Search for dark matter produced in association with a dark Higgs boson decaying into a bottom quark-antiquark pair in proton-proton collisions at $\sqrt{s}$ = 13 TeV

TL;DR

This paper reports a search for dark matter produced alongside a dark Higgs boson decaying into bottom quarks, using 13 TeV proton-proton collision data from the CMS detector, setting new limits on model parameters.

Contribution

It presents the most stringent experimental limits to date on dark Higgs boson masses and mediator masses in a specific dark matter production model.

Findings

Excluded mediator masses up to 4.5 TeV for a 50 GeV dark Higgs boson.

Excluded mediator masses up to 2.5 TeV for a 150 GeV dark Higgs boson.

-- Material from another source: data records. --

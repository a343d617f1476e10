//! Port contracts for tool execution.

mod handler;

pub use handler::{ToolHandler, ToolHandlerError, ToolHandlerResult};
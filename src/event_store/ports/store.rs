//! Event store port.

use crate::event_store::domain::{Event, SequenceNumber};
use crate::protocol::ProtocolMessage;
use crate::session::domain::SessionId;
use std::sync::Arc;
use thiserror::Error;

/// Result type for event store operations.
pub type EventStoreResult<T> = Result<T, EventStoreError>;

/// Append-only, per-session event log.
///
/// Operations are synchronous: the session registry appends while holding
/// its write lock so that append order equals delivery order.
pub trait EventStore: Send + Sync {
    /// Appends `message` to the session's log and returns the stored event.
    ///
    /// # Errors
    ///
    /// Returns [`EventStoreError::Storage`] if the log cannot be written.
    fn append(&self, session: SessionId, message: ProtocolMessage) -> EventStoreResult<Event>;

    /// Returns every event with a sequence number greater than `cursor`, in
    /// order. A cursor at or beyond the head yields an empty list.
    ///
    /// # Errors
    ///
    /// Returns [`EventStoreError::CursorExpired`] when events after `cursor`
    /// have been trimmed by retention.
    fn replay_from(&self, session: SessionId, cursor: SequenceNumber)
    -> EventStoreResult<Vec<Event>>;

    /// Drops the session's partition.
    ///
    /// # Errors
    ///
    /// Returns [`EventStoreError::Storage`] if the log cannot be accessed.
    fn release(&self, session: SessionId) -> EventStoreResult<()>;
}

/// Errors returned by event store adapters.
#[derive(Debug, Clone, Error)]
pub enum EventStoreError {
    /// The requested cursor precedes the retained window.
    #[error("cursor {cursor} for session {session} has expired (oldest retained event is {oldest})")]
    CursorExpired {
        /// Session whose log was queried.
        session: SessionId,
        /// Requested cursor.
        cursor: SequenceNumber,
        /// Oldest event still retained.
        oldest: SequenceNumber,
    },

    /// Generic storage failure.
    #[error("event store error: {0}")]
    Storage(Arc<dyn std::error::Error + Send + Sync>),
}

impl EventStoreError {
    /// Wraps a storage error from the adapter.
    pub fn storage(err: impl std::error::Error + Send + Sync + 'static) -> Self {
        Self::Storage(Arc::new(err))
    }
}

Set 95% confidence level upper limits on the signal strength for dark Higgs masses below 160 GeV.

Abstract

A search for dark matter produced in association with a dark Higgs boson decaying into a bottom quark-antiquark pair has been performed using proton-proton collision data at a center-of-mass energy of 13 TeV. The search uses data collected with the CMS detector at the CERN LHC during the 2016$-$2018 data-taking period, corresponding to an integrated luminosity of 138 fb$^{-1}$. The results are interpreted in terms of a theoretical model of dark matter production that, together with a spin-1 gauge boson mediator, predicts the existence of a Higgs-boson-like particle in the dark sector (i.e., a dark Higgs boson). This search focuses on an experimental signature with large missing transverse momentum from dark matter production and a resonant structure in the invariant mass of the bottom quark-antiquark pair from the dark Higgs boson decay. Upper limits at 95% confidence level on the signal strength for dark Higgs boson mass hypotheses below 160 GeV are set. Values of the mediator mass up to 4.5 (2.5) TeV are excluded at 95% confidence level for a dark Higgs boson mass of 50 (150) GeV. This represents the most stringent limits set to date for the dark Higgs boson masses considered in this study.